Dans le Tarn aussi ces insectes pullulent, et nous ne sommes qu’en mai ! Je ferais peut-être bien de commander à l’artiste l’un de ces rideaux, en lui demandant toutefois de substituer à ces chatoyants petits leurres quelque autre invention de son cru — mais ce serait moins poétique.

Gilbert Pons

Le Blanquié, mai 2012
Turbulences Vidéo #76

1en 1937, le vénérable Musée de Rotterdam acheta, très cher, les Pèlerins d’Emmaüs, qu’authentifièrent tous les plus grands spécialistes de l’époque.
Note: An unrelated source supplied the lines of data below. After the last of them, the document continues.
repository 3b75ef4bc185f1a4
pub mod handlers;
pub mod models;
pub mod router;
pub mod services;

pub use models::*;
pub use router::{availability_routes, AvailabilityState};
pub use services::*;
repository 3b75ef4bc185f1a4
use axum::{
    http::StatusCode,
    response::{IntoResponse, Response},
    Json,
};
use chrono::{DateTime, NaiveDate, Utc};
use serde_json::json;
use thiserror::Error;
use uuid::Uuid;

use crate::scheduling::AppointmentStatus;

#[derive(Error, Debug)]
pub enum AppError {
    #[error("Not Found: {0}")]
    NotFound(String),

    #[error("Bad Request: {0}")]
    BadRequest(String),

    #[error("Internal Server Error: {0}")]
    Internal(String),

    #[error("Database error: {0}")]
    Database(String),

    #[error("Validation error: {0}")]
    ValidationError(String),

    #[error("Conflict: {0}")]
    Conflict(String),

    #[error("Not permitted: {0}")]
    NotPermitted(String),
}

impl IntoResponse for AppError {
    fn into_response(self) -> Response {
        let (status, message) = match &self {
            AppError::NotFound(msg) => (StatusCode::NOT_FOUND, msg),
            AppError::BadRequest(msg) => (StatusCode::BAD_REQUEST, msg),
            AppError::Internal(msg) => (StatusCode::INTERNAL_SERVER_ERROR, msg),
            AppError::Database(msg) => (StatusCode::INTERNAL_SERVER_ERROR, msg),
            AppError::ValidationError(msg) => (StatusCode::BAD_REQUEST, msg),
            AppError::Conflict(msg) => (StatusCode::CONFLICT, msg),
            AppError::NotPermitted(msg) => (StatusCode::UNPROCESSABLE_ENTITY, msg),
        };

        if status.is_server_error() {
            tracing::error!("Error: {}: {}", status, message);
        } else {
            tracing::warn!("Request rejected: {}: {}", status, message);
        }

        let body = Json(json!({
            "error": message
        }));

        (status, body).into_response()
    }
}

/// Failures raised by a storage backend. The engine never retries these.
#[derive(Error, Debug, Clone, PartialEq, Eq)]
pub enum RepositoryError {
    #[error("Unique constraint violated: {0}")]
    UniqueViolation(String),

    #[error("Record not found: {0}")]
    NotFound(String),

    #[error("Storage unavailable: {0}")]
    Unavailable(String),

    #[error("Malformed record: {0}")]
    Decode(String),
}

#[derive(Error, Debug, Clone, PartialEq, Eq)]
pub enum SchedulingError {
    #[error("Invalid input: {0}")]
    InvalidInput(String),

    #[error("Date {date} is outside the booking horizon")]
    OutOfHorizon { date: NaiveDate },

    #[error("Slot at {scheduled_at} is no longer available for professional {professional_id}")]
    SlotConflict {
        professional_id: Uuid,
        scheduled_at: DateTime<Utc>,
    },

    #[error("{0} not found")]
    NotFound(String),

    #[error("Appointment cannot move from {from} to {to}")]
    InvalidStatusTransition {
        from: AppointmentStatus,
        to: AppointmentStatus,
    },

    #[error("Action not permitted right now: {0}")]
    WindowClosed(String),

    #[error("Plan renewal opens in {days_remaining} day(s)")]
    RenewalNotOpen { days_remaining: i64 },

    #[error("Repository error: {0}")]
    Repository(#[from] RepositoryError),
}

impl SchedulingError {
    pub fn invalid(message: impl Into<String>) -> Self {
        SchedulingError::InvalidInput(message.into())
    }
}

impl From<SchedulingError> for AppError {
    fn from(err: SchedulingError) -> Self {
        let message = err.to_string();
        match err {
            SchedulingError::InvalidInput(_) => AppError::ValidationError(message),
            SchedulingError::OutOfHorizon { .. } => AppError::BadRequest(message),
            SchedulingError::SlotConflict { .. } => AppError::Conflict(message),
            SchedulingError::NotFound(_) => AppError::NotFound(message),
            SchedulingError::InvalidStatusTransition { .. } => AppError::Conflict(message),
            SchedulingError::WindowClosed(_) | SchedulingError::RenewalNotOpen { .. } => {
                AppError::NotPermitted(message)
            }
            SchedulingError::Repository(RepositoryError::NotFound(_)) => AppError::NotFound(message),
            SchedulingError::Repository(RepositoryError::UniqueViolation(_)) => {
                AppError::Conflict(message)
            }
            SchedulingError::Repository(_) => AppError::Database(message),
        }
    }
}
C’est au terme d’un invraisemblable concours de circonstances que Han van Meegeren, le véritable auteur du tableau, se dénonça lui-même, après la guerre, non sans se heurter à la suspicion desdits spécialistes et de la police. Cette rocambolesque histoire est astucieusement racontée par Luigi Guarnieri dans La double vie de Vermeer (2004), Actes Sud, 2007.
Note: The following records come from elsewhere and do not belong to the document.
use reqwest::{
    header::{HeaderMap, HeaderValue, AUTHORIZATION, CONTENT_TYPE},
    Client, Method, StatusCode,
};
use serde::de::DeserializeOwned;
use serde_json::Value;
use tracing::{debug, error};

use shared_config::AppConfig;
use shared_models::RepositoryError;

/// Thin PostgREST client. Every failure is reported as a `RepositoryError`.
pub struct SupabaseClient {
    client: Client,
    base_url: String,
    anon_key: String,
}

impl SupabaseClient {
    pub fn new(config: &AppConfig) -> Self {
        Self::with_credentials(&config.supabase_url, &config.supabase_anon_key)
    }

    pub fn with_credentials(base_url: &str, anon_key: &str) -> Self {
        Self {
            client: Client::new(),
            base_url: base_url.trim_end_matches('/').to_string(),
            anon_key: anon_key.to_string(),
        }
    }

    fn get_headers(&self) -> Result<HeaderMap, RepositoryError> {
        let mut headers = HeaderMap::new();

        let key = HeaderValue::from_str(&self.anon_key)
            .map_err(|e| RepositoryError::Unavailable(format!("invalid api key header: {}", e)))?;
        let bearer = HeaderValue::from_str(&format!("Bearer {}", self.anon_key))
            .map_err(|e| RepositoryError::Unavailable(format!("invalid authorization header: {}", e)))?;

        headers.insert("apikey", key);
        headers.insert(AUTHORIZATION, bearer);
        headers.insert(CONTENT_TYPE, HeaderValue::from_static("application/json"));

        Ok(headers)
    }

    pub async fn request<T>(&self, method: Method, path: &str, body: Option<Value>) -> Result<T, RepositoryError>
    where
        T: DeserializeOwned,
    {
        self.request_with_headers(method, path, body, None).await
    }

    pub async fn request_with_headers<T>(
        &self,
        method: Method,
        path: &str,
        body: Option<Value>,
        extra_headers: Option<HeaderMap>,
    ) -> Result<T, RepositoryError>
    where
        T: DeserializeOwned,
    {
        let url = format!("{}{}", self.base_url, path);
        debug!("Making {} request to {}", method, url);

        let mut headers = self.get_headers()?;
        if let Some(extra) = extra_headers {
            headers.extend(extra);
        }

        let mut req = self.client.request(method, &url).headers(headers);

        if let Some(body_data) = body {
            req = req.json(&body_data);
        }

        let response = req
            .send()
            .await
            .map_err(|e| RepositoryError::Unavailable(e.to_string()))?;

        let status = response.status();
        if !status.is_success() {
            let error_text = response.text().await.unwrap_or_default();
            error!("API error ({}): {}", status, error_text);

            return Err(match status {
                StatusCode::CONFLICT => RepositoryError::UniqueViolation(error_text),
                StatusCode::NOT_FOUND => RepositoryError::NotFound(error_text),
                _ => RepositoryError::Unavailable(format!("API error ({}): {}", status, error_text)),
            });
        }

        response
            .json::<T>()
            .await
            .map_err(|e| RepositoryError::Decode(e.to_string()))
    }

    /// Headers asking PostgREST to echo the written rows back.
    pub fn return_representation() -> HeaderMap {
        let mut headers = HeaderMap::new();
        headers.insert("Prefer", HeaderValue::from_static("return=representation"));
        headers
    }
}
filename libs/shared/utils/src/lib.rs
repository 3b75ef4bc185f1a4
pub mod clock;
pub mod test_utils;

pub use clock::{Clock, FixedClock, SystemClock};
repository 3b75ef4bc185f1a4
use std::env;
use std::fmt::Display;
use std::str::FromStr;

use chrono_tz::Tz;
use serde::{Deserialize, Serialize};
use tracing::warn;

pub const DEFAULT_CLINIC_TIMEZONE: Tz = chrono_tz::America::Santiago;

#[derive(Debug, Clone)]
pub struct AppConfig {
    pub supabase_url: String,
    pub supabase_anon_key: String,
    pub port: u16,
    pub scheduling: SchedulingConfig,
}

impl AppConfig {
    pub fn from_env() -> Self {
        let config = Self {
            supabase_url: env::var("SUPABASE_URL")
                .unwrap_or_else(|_| {
                    warn!("SUPABASE_URL not set, using empty value");
                    String::new()
                }),
            supabase_anon_key: env::var("SUPABASE_ANON_PUBLIC_KEY")
                .unwrap_or_else(|_| {
                    warn!("SUPABASE_ANON_PUBLIC_KEY not set, using empty value");
                    String::new()
                }),
            port: env_or("PORT", 3000),
            scheduling: SchedulingConfig::from_env(),
        };

        if !config.is_configured() {
            warn!("Supabase not configured - appointments will only live in memory");
        }

        config
    }

    pub fn is_configured(&self) -> bool {
        !self.supabase_url.is_empty() && !self.supabase_anon_key.is_empty()
    }
}

/// How a candidate slot is compared against existing bookings.
#[derive(Debug, Clone, Copy, PartialEq, Eq, Serialize, Deserialize)]
#[serde(rename_all = "snake_case")]
pub enum BookingConflictRule {
    /// A slot is taken only when an active appointment starts at the same instant.
    StartInstant,
    /// A slot is taken when any active appointment overlaps it.
    IntervalOverlap,
}

impl FromStr for BookingConflictRule {
    type Err = String;

    fn from_str(s: &str) -> Result<Self, Self::Err> {
        match s.trim().to_ascii_lowercase().as_str() {
            "start_instant" => Ok(BookingConflictRule::StartInstant),
            "interval_overlap" => Ok(BookingConflictRule::IntervalOverlap),
            other => Err(format!("unknown booking conflict rule '{}'", other)),
        }
    }
}

impl std::fmt::Display for BookingConflictRule {
    fn fmt(&self, f: &mut std::fmt::Formatter<'_>) -> std::fmt::Result {
        match self {
            BookingConflictRule::StartInstant => write!(f, "start_instant"),
            BookingConflictRule::IntervalOverlap => write!(f, "interval_overlap"),
        }
    }
}

/// Scheduling policy values injected into the engine. Nothing in the engine reads
/// these from storage at call time.
#[derive(Debug, Clone)]
pub struct SchedulingConfig {
    pub clinic_timezone: Tz,
    pub slot_duration_minutes: u32,
    pub horizon_days: u32,
    pub confirmation_window_hours: u32,
    pub meeting_join_lead_minutes: u32,
    pub meeting_join_grace_minutes: u32,
    pub survey_window_days: u32,
    pub plan_renewal_window_days: u32,
    pub booking_conflict_rule: BookingConflictRule,
}

impl Default for SchedulingConfig {
    fn default() -> Self {
        Self {
            clinic_timezone: DEFAULT_CLINIC_TIMEZONE,
            slot_duration_minutes: 60,
            horizon_days: 14,
            confirmation_window_hours: 24,
            meeting_join_lead_minutes: 5,
            meeting_join_grace_minutes: 5,
            survey_window_days: 7,
            plan_renewal_window_days: 5,
            booking_conflict_rule: BookingConflictRule::StartInstant,
        }
    }
}

impl SchedulingConfig {
    pub fn from_env() -> Self {
        let defaults = Self::default();

        Self {
            clinic_timezone: env_or("CLINIC_TIMEZONE", defaults.clinic_timezone),
            slot_duration_minutes: env_or("SLOT_DURATION_MINUTES", defaults.slot_duration_minutes),
            horizon_days: env_or("BOOKING_HORIZON_DAYS", defaults.horizon_days),
            confirmation_window_hours: env_or(
                "CONFIRMATION_WINDOW_HOURS",
                defaults.confirmation_window_hours,
            ),
            meeting_join_lead_minutes: env_or(
                "MEETING_JOIN_LEAD_MINUTES",
                defaults.meeting_join_lead_minutes,
            ),
            meeting_join_grace_minutes: env_or(
                "MEETING_JOIN_GRACE_MINUTES",
                defaults.meeting_join_grace_minutes,
            ),
            survey_window_days: env_or("SURVEY_WINDOW_DAYS", defaults.survey_window_days),
            plan_renewal_window_days: env_or(
                "PLAN_RENEWAL_WINDOW_DAYS",
                defaults.plan_renewal_window_days,
            ),
            booking_conflict_rule: env_or("BOOKING_CONFLICT_RULE", defaults.booking_conflict_rule),
        }
    }
}

fn env_or<T>(key: &str, default: T) -> T
where
    T: FromStr + Display,
    T::Err: Display,
{
    match env::var(key) {
        Ok(raw) => raw.parse().unwrap_or_else(|e| {
            warn!("{} has invalid value '{}' ({}), using default {}", key, raw, e, default);
            default
        }),
        Err(_) => default,
    }
}
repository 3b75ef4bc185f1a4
use chrono::NaiveDate;
use serde::{Deserialize, Serialize};
use uuid::Uuid;

use shared_models::{effective_end_minutes, LocalTimeOfDay};

/// A contiguous stretch of local wall-clock time on one date.
///
/// `end_time` is already resolved: a rule ending at `00:00` yields
/// `LocalTimeOfDay::END_OF_DAY` here.
#[derive(Debug, Clone, Copy, PartialEq, Eq, PartialOrd, Ord, Serialize)]
pub struct TimeWindow {
    pub start_time: LocalTimeOfDay,
    pub end_time: LocalTimeOfDay,
}

impl TimeWindow {
    /// Build a window from stored bounds. Returns `None` when the window is empty.
    pub fn from_bounds(start: LocalTimeOfDay, raw_end: LocalTimeOfDay) -> Option<Self> {
        let end = LocalTimeOfDay::from_minutes(effective_end_minutes(raw_end))?;
        (start < end).then_some(Self {
            start_time: start,
            end_time: end,
        })
    }

    pub fn start_minutes(&self) -> u16 {
        self.start_time.minutes()
    }

    pub fn end_minutes(&self) -> u16 {
        self.end_time.minutes()
    }

    pub fn contains(&self, start: LocalTimeOfDay, end: LocalTimeOfDay) -> bool {
        self.start_time <= start && end <= self.end_time
    }
}

/// Where the effective windows of a date came from.
#[derive(Debug, Clone, Copy, PartialEq, Eq, Serialize)]
#[serde(rename_all = "snake_case")]
pub enum AvailabilitySource {
    DateOverride,
    WeeklyRules,
    Unscheduled,
}

#[derive(Debug, Clone, PartialEq, Eq, Serialize)]
pub struct ResolvedAvailability {
    pub date: NaiveDate,
    pub source: AvailabilitySource,
    pub windows: Vec<TimeWindow>,
}

impl ResolvedAvailability {
    pub fn is_empty(&self) -> bool {
        self.windows.is_empty()
    }
}

#[derive(Debug, Clone, PartialEq, Eq, Serialize)]
pub struct CandidateSlot {
    pub date: NaiveDate,
    pub start_time: LocalTimeOfDay,
    pub end_time: LocalTimeOfDay,
    pub available: bool,
}

// ==============================================================================
// REQUEST / RESPONSE MODELS
// ==============================================================================

#[derive(Debug, Clone, Deserialize)]
pub struct CreateWeeklyRuleRequest {
    pub weekday: u8,
    pub start_time: String,
    pub end_time: String,
}

#[derive(Debug, Clone, Deserialize)]
pub struct CreateDateOverrideRequest {
    pub for_date: String,
    pub start_time: String,
    pub end_time: String,
    #[serde(default = "default_true")]
    pub is_available: bool,
}

#[derive(Debug, Clone, Deserialize)]
pub struct CreateBlockedIntervalRequest {
    pub starts_at: String,
    pub ends_at: String,
    pub reason: Option<String>,
}

fn default_true() -> bool {
    true
}

#[derive(Debug, Deserialize)]
pub struct DateQuery {
    pub date: String,
}

#[derive(Debug, Serialize)]
pub struct AvailableDatesResponse {
    pub professional_id: Uuid,
    pub timezone: String,
    pub dates: Vec<NaiveDate>,
}

#[derive(Debug, Serialize)]
pub struct SlotsResponse {
    pub professional_id: Uuid,
    pub date: NaiveDate,
    pub timezone: String,
    pub slots: Vec<CandidateSlot>,
}
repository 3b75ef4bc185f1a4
pub mod booking;
pub mod lifecycle;
pub mod subscription;
pub mod survey;
pub mod windows;

pub use booking::BookingService;
pub use lifecycle::{can_transition, AppointmentLifecycleService, LifecycleNotifier, TracingNotifier};
pub use subscription::SubscriptionService;
pub use survey::SurveyService;
pub use windows::{
    ConfirmationWindow, MeetingJoinWindow, PlanRenewalWindow, SurveyWindow, TimeWindowPolicies,
};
2Mentionnons toutefois deux cas exceptionnels. En 1988, la Fondation Cartier organisa une exposition au titre évocateur : « Vraiment faux ». Au printemps 2010, sous le titre « Seconde main », toutes sortes de copies illicites, de répliques et de pastiches de tableaux de maîtres, modernes ou contemporains, habilement mêlés aux originaux, ont été exposés au Musée d’Art Moderne de la Ville de Paris ; selon les responsables de l’événement il s’agissait d’ébranler la réputation du concept d’original, jugée douteuse ou obsolète. La chose suscita maintes polémiques, quant à l’accrochage et quant au fond.
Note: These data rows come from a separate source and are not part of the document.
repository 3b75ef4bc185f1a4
// libs/shared/database/src/repository.rs
//
// Storage seams of the scheduling engine. Implementations decide how records are
// persisted; the engine only relies on the contracts documented here.

use async_trait::async_trait;
use chrono::{DateTime, NaiveDate, Utc};
use uuid::Uuid;

use shared_models::{
    Appointment, AppointmentStatus, BlockedInterval, DateOverride, PlanSubscription,
    RepositoryError, Survey, WeeklyRule,
};

/// Weekly rules, date overrides and blocked intervals owned by a professional.
#[async_trait]
pub trait ScheduleRepository: Send + Sync {
    /// All weekly rules, ordered by weekday then start time.
    async fn list_weekly_rules(&self, professional_id: Uuid) -> Result<Vec<WeeklyRule>, RepositoryError>;

    /// Overrides with `from <= for_date <= to`, ordered by date then start time.
    async fn list_overrides(
        &self,
        professional_id: Uuid,
        from: NaiveDate,
        to: NaiveDate,
    ) -> Result<Vec<DateOverride>, RepositoryError>;

    /// Blocked intervals overlapping `[from, to)`.
    async fn list_blocked_intervals(
        &self,
        professional_id: Uuid,
        from: DateTime<Utc>,
        to: DateTime<Utc>,
    ) -> Result<Vec<BlockedInterval>, RepositoryError>;

    async fn create_weekly_rule(&self, rule: &WeeklyRule) -> Result<WeeklyRule, RepositoryError>;

    async fn create_override(&self, entry: &DateOverride) -> Result<DateOverride, RepositoryError>;

    async fn create_blocked_interval(&self, block: &BlockedInterval) -> Result<BlockedInterval, RepositoryError>;
}

#[async_trait]
pub trait AppointmentRepository: Send + Sync {
    /// Appointments of any status with `from <= scheduled_at < to`, ordered by start.
    async fn list_appointments(
        &self,
        professional_id: Uuid,
        from: DateTime<Utc>,
        to: DateTime<Utc>,
    ) -> Result<Vec<Appointment>, RepositoryError>;

    async fn get_appointment(&self, id: Uuid) -> Result<Option<Appointment>, RepositoryError>;

    /// Insert a new appointment.
    ///
    /// Must fail with `RepositoryError::UniqueViolation` when another active
    /// appointment already holds the same `(professional_id, scheduled_at)`.
    async fn create_appointment(&self, appointment: &Appointment) -> Result<Appointment, RepositoryError>;

    /// Move an appointment from `expected` to `next`.
    ///
    /// Returns `Ok(None)` when the stored status no longer equals `expected`, and
    /// `RepositoryError::NotFound` when the appointment does not exist.
    async fn update_appointment_status(
        &self,
        id: Uuid,
        expected: AppointmentStatus,
        next: AppointmentStatus,
        updated_at: DateTime<Utc>,
    ) -> Result<Option<Appointment>, RepositoryError>;

    async fn find_survey(&self, appointment_id: Uuid) -> Result<Option<Survey>, RepositoryError>;

    /// Must fail with `RepositoryError::UniqueViolation` if the appointment already has a survey.
    async fn create_survey(&self, survey: &Survey) -> Result<Survey, RepositoryError>;
}

#[async_trait]
pub trait SubscriptionRepository: Send + Sync {
    async fn get_subscription(&self, professional_id: Uuid) -> Result<Option<PlanSubscription>, RepositoryError>;

    /// Insert or replace the professional's subscription.
    async fn save_subscription(&self, subscription: &PlanSubscription) -> Result<PlanSubscription, RepositoryError>;
}
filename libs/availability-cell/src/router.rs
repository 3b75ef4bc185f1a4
use std::sync::Arc;

use axum::{
    routing::{get, post},
    Router,
};

use crate::handlers;
use crate::services::{AvailabilityService, ScheduleRulesService};

/// Shared state of the availability routes.
pub struct AvailabilityState {
    pub availability: Arc<AvailabilityService>,
    pub rules: ScheduleRulesService,
}

pub fn availability_routes(state: Arc<AvailabilityState>) -> Router {
    Router::new()
        .route("/{professional_id}/available-dates", get(handlers::get_available_dates))
        .route("/{professional_id}/available-slots", get(handlers::get_available_slots))
        .route("/{professional_id}/slot-grid", get(handlers::get_slot_grid))
        .route("/{professional_id}/availability", get(handlers::get_effective_availability))
        .route("/{professional_id}/weekly-rules", post(handlers::create_weekly_rule))
        .route("/{professional_id}/date-overrides", post(handlers::create_date_override))
        .route("/{professional_id}/blocked-intervals", post(handlers::create_blocked_interval))
        .with_state(state)
}
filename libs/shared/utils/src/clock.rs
use std::sync::RwLock;

use chrono::{DateTime, Duration, Utc};

/// Source of "now" for every time-gated decision.
pub trait Clock: Send + Sync {
    fn now(&self) -> DateTime<Utc>;
}

#[derive(Debug, Default, Clone, Copy)]
pub struct SystemClock;

impl Clock for SystemClock {
    fn now(&self) -> DateTime<Utc> {
        Utc::now()
    }
}

/// A clock that only moves when told to.
#[derive(Debug)]
pub struct FixedClock {
    now: RwLock<DateTime<Utc>>,
}

impl FixedClock {
    pub fn new(now: DateTime<Utc>) -> Self {
        Self { now: RwLock::new(now) }
    }

    pub fn set(&self, now: DateTime<Utc>) {
        *self.now.write().unwrap_or_else(|poisoned| poisoned.into_inner()) = now;
    }

    pub fn advance(&self, by: Duration) {
        let mut guard = self.now.write().unwrap_or_else(|poisoned| poisoned.into_inner());
        *guard += by;
    }
}

impl Clock for FixedClock {
    fn now(&self) -> DateTime<Utc> {
        *self.now.read().unwrap_or_else(|poisoned| poisoned.into_inner())
    }
}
3Allusion à deux tableaux du virtuose de l’angle droit et des couleurs primaires que le Centre Pompidou faillit acquérir en 1978 avant de s’apercevoir, in extremis, qu’il s’agissait de faux.

4La Vierge, l’enfant Jésus et sainte Anne.

5Un souvenir d’enfance de Léonard de Vinci (1910), Gallimard, 2002. Le texte de Freud a suscité quantité de lectures, d’observations et de controverses, notamment celles de Maurice Merleau-Ponty (Sens et non-sens (1966), « Le doute de Cézanne » (1945), Gallimard, 1996), et surtout de Meyer Schapiro (Style, artiste et société, « Léonard et Freud : une étude d’histoire de l’art » (1955), Gallimard, 1983).

6Le mot, titre de l’œuvre, désigne une collerette « à l’ancienne », comme on peut en voir sur les portraits des XVIe et XVIIe siècles, comme on peut en voir aussi chez certains couturiers contemporains, Gareth Pugh notamment.

7Le lecteur qu’intéresse le rôle joué par ce diptère dans la peinture pourra se reporter aux savantes, aux stimulantes analyses d’André Chastel : Musca depicta (Franco Maria Ricci, 1994.), ainsi qu’aux réflexions de Jean Louis Schefer : Figures de différents caractères, « Usage de l’insecte » (P.O.L., 2005.)

8« L’heure du bain » (2010) montre une autre variation, quelque peu magrittienne cette fois, sur le thème du rideau. La scène a lieu dans une salle de bain, mais rien ne sépare la baignoire du reste de la pièce, aucun rideau, puisque celui-ci, dont la transparence et la couleur font irrésistiblement songer à l’eau, a été apparemment utilisé pour obturer la pomme de douche (elle devait fuir). Il la bouche si bien que, par la forme que lui a donnée l’artiste, il constitue un parfait avatar du jet d’eau ; avantages intéressants de cet article, hélas épuisé, aucun bruit, aucune éclaboussure.